Well, no, it doesn't. The etymology simply isn't what you imagine it to be, and there's generally reams of documentation of that fact.
It's frankly offensive to have others try to tell me what my own words mean, and assign purpose to them. These interpretations are not reasonable, and reflect a failure to engage with the culture and history of others in the same way they'd like done for them.
But I mean, seriously, they object to "housekeeping". How, even? If you think there's a negative connotation in that word, and if you furthermore think that there's something discriminatory to tie to that connotation, I think that says more about you than about the person who used it.
> Language that either assumes the gender of the users and developers, or that makes assumptions of a gender.
It quite literally doesn't in most cases. This is ignorant of English etymology and should be considered offensive, especially by speakers of Germanic languages.
Besides which, sometimes your group actually does consist of all men, and interlopers like this want to limit the forms of camaraderie deemed socially acceptable. From outside the group.
> Gendered pronouns (he/him/his, she/her/hers) → they, them, theirs
You should absolutely be permitted to "assume" the gender of a hypothetical person you made up in your own head for the purpose of laying out an example in documentation. And individuals have as much right to be offended by being referred to as "they" as by "he" or "she", according to their own respective preferences. You cannot have it both ways: if everyone's gender self-identification is supposed to be taken at face value, then you cannot also have gender-neutral, one-size-fits-all solutions.

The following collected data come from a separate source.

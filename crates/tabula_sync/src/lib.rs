//! # Tabula Sync
//!
//! The offline-first synchronization engine: a coordinator that drives
//! UPLOAD, DOWNLOAD and FULL_SYNC cycles between a device-local SQLite
//! replica and a canonical store, with optimistic versioning, conflict
//! journaling and an append-only audit log.
//!
//! The coordinator is generic over three seams:
//! - [`LocalStore`], the mirrored business tables on the device
//! - [`CanonicalStore`], the authoritative store (usually remote)
//! - [`MetadataStore`], the bookkeeping tables
//!
//! [`SqliteReplica`] implements the local and bookkeeping seams over one
//! SQLite file; the `memory` module provides in-memory implementations
//! of all three for tests and prototyping.
//!
//! ```
//! use tabula_sync::memory::{MemoryCanonicalStore, MemoryLocalStore, MemoryMetadataStore};
//! use tabula_sync::{SyncConfig, SyncCoordinator};
//! use tabula_meta::{LocalRow, OperationType, SchemaVersion};
//! use tabula_sync::store::LocalStore;
//!
//! let local = MemoryLocalStore::new(&["students"]);
//! local.set_schema_version(&SchemaVersion::new(1, "hash")).unwrap();
//! local
//!     .put_local(
//!         "students",
//!         &LocalRow::pending("s-1", serde_json::json!({"name": "Ada"}), "device-a"),
//!     )
//!     .unwrap();
//!
//! let coordinator = SyncCoordinator::new(
//!     "tenant-1",
//!     &local,
//!     MemoryCanonicalStore::new(),
//!     MemoryMetadataStore::new(),
//!     SyncConfig::new("device-a", "hash"),
//! );
//! let operation_id = coordinator.begin_sync(OperationType::Upload).unwrap();
//! let record = coordinator.get_sync_status(operation_id).unwrap();
//! assert_eq!(record.records_count, 1);
//! ```

#![deny(unsafe_code)]
#![warn(missing_docs)]

mod config;
mod conflict;
mod coordinator;
mod error;
mod log;
pub mod memory;
mod sqlite;
pub mod store;

pub use config::{RetryConfig, SyncConfig};
pub use conflict::{is_divergent, ResolutionPolicy};
pub use coordinator::SyncCoordinator;
pub use error::{SyncError, SyncResult};
pub use log::AuditLog;
pub use sqlite::SqliteReplica;
pub use store::{CanonicalStore, LocalStore, MetadataStore};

> Language that assumes a certain state of body or mind as superior to others.
There is no "assumption" taking place here.
Let me apologize, though. Above, I used the word "invalid" as an adjective, to describe something I don't consider valid. But this is also used as a noun to describe people who are "sickly or disabled", excuse me (Merriam-Webster, how could you feed me such horrible language?), in poor health or... you know what, I genuinely don't know how to continue this.
> Normal → typical, usual
> Abnormal → atypical, unusual
These are synonyms. The supposedly problematic terms don't even have anything to do with "states of body or mind" in the first place.
> Language that makes assumptions based on age or that reinforce an age-based stereotype.
Okay, but...
> Grandfather, grandfathering, legacy → flagship, established, rollover, carryover
... really? The harmful "stereotype" that... people would like to leave an inheritance to their descendants? Or that people who have lived longer have experienced policies that are no longer in effect? What?
> Violent language: Language that practices a degree of aggression or machismo.
Hold on, "machismo", you say? As in:
> Machismo (/məˈtʃiːzmoʊ, mɑː-, -ˈtʃɪz-/; Spanish: [maˈtʃismo]; Portuguese: [maˈʃiʒmu]; from Spanish macho 'male' and -ismo)[1] is the sense of being "manly" and self-reliant, a concept associated with "a strong sense of masculine pride: an exaggerated masculinity".[2]
This is where the mask slips, although I think it was transparent to begin with. (Sorry about the use of idiom.) Yes, the same people that tell us to avoid "language that makes assumption of a gender" will happily and freely associate violence with masculinity on the same page. Thanks a lot, really. I certainly feel more included now.